The former chief financial officer of Lexington-based HomeGold Financial Inc. was released from prison this week after serving time for conspiring to mislead regulators and investors about the financial health of the company and its investment subsidiary, Carolina Investors Inc.
Karen Miller, who pleaded guilty to one count of conspiracy, was sentenced last year to 30 months in prison. A Department of Corrections spokesman said Miller, 57, was released after serving 15 months based on credit for working in prison as a chaplain assistant and a custodian helper.
Neither Miller nor her attorney could be reached for comment.
Miller had been in the Goodman Correctional Institution in Columbia, according to the spokesman.
About 12,000 people, many elderly and retired, and most from the Upstate, lost an estimated $278 million when Pickens-based Carolina Investors, a HomeGold subsidiary, suddenly closed its doors in 2003.
Miller, a native of Cheverly, Md., in September 2005 pleaded guilty to conspiracy in filing misleading reports with the Securities and Exchange Commission and withholding key information from Carolina Investors board members.
She had faced up to five years in prison.
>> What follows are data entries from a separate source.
use chrono::{DateTime, Utc};
use sea_orm::entity::prelude::*;
use serde::{Deserialize, Serialize};
use utoipa::ToSchema;
use uuid::Uuid;

/// `max_uses` value meaning the coupon may be applied any number of times.
pub const UNLIMITED_USES: i32 = -1;

#[derive(
    Clone, Copy, Debug, PartialEq, Eq, EnumIter, DeriveActiveEnum, Serialize, Deserialize, ToSchema,
)]
#[sea_orm(rs_type = "String", db_type = "String(StringLen::N(16))")]
#[serde(rename_all = "lowercase")]
pub enum DiscountType {
    #[sea_orm(string_value = "percentage")]
    Percentage,
    #[sea_orm(string_value = "fixed")]
    Fixed,
}

#[derive(Clone, Debug, PartialEq, Eq, DeriveEntityModel, Serialize, Deserialize, ToSchema)]
#[sea_orm(table_name = "coupons")]
#[schema(as = Coupon)]
pub struct Model {
    #[sea_orm(primary_key, auto_increment = false)]
    pub id: Uuid,
    #[sea_orm(unique)]
    pub code: String,
    pub discount_amount: i64,
    pub discount_type: DiscountType,
    pub minimum_cart_value: i64,
    pub max_uses: i32,
    pub used_count: i32,
    pub start_date: DateTime<Utc>,
    pub end_date: DateTime<Utc>,
    pub is_active: bool,
    pub created_at: DateTime<Utc>,
    pub updated_at: DateTime<Utc>,
}

#[derive(Copy, Clone, Debug, EnumIter, DeriveRelation)]
pub enum Relation {}

impl ActiveModelBehavior for ActiveModel {}

impl Model {
    /// Both ends of the validity window are inclusive.
    pub fn is_within_window(&self, now: DateTime<Utc>) -> bool {
        self.start_date <= now && now <= self.end_date
    }

    pub fn has_uses_remaining(&self) -> bool {
        self.max_uses == UNLIMITED_USES || self.used_count < self.max_uses
    }
}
At her sentencing hearing, Miller's attorney pleaded for leniency. He said she attempted to account for her wrongdoing by cooperating with investigators, testifying against other executives and helping a bankruptcy trustee identify assets that could be used to recover 18 cents for each dollar investors lost.
Prosecutors praised Miller's cooperation.
In all, six former HomeGold or Carolina Investors officers, including former Lt. Gov. Earle Morris Jr., who was Carolina Investors' chairman, were convicted of various crimes and sentenced to prison.
Morris was released from prison in March because he's terminally ill with prostate cancer. He had served more than half of his 44-month sentence when released. He is in a Lexington assisted-living center, his attorney Joel Collins said Thursday.
Other implicated executives included Greenville businessman Jack Sterling, who was HomeGold's chairman. He was sentenced to five years in prison after a jury found him guilty on one count of securities fraud. Sterling has appealed and remains free on bond.
McClatchy Newspapers contributed to this report.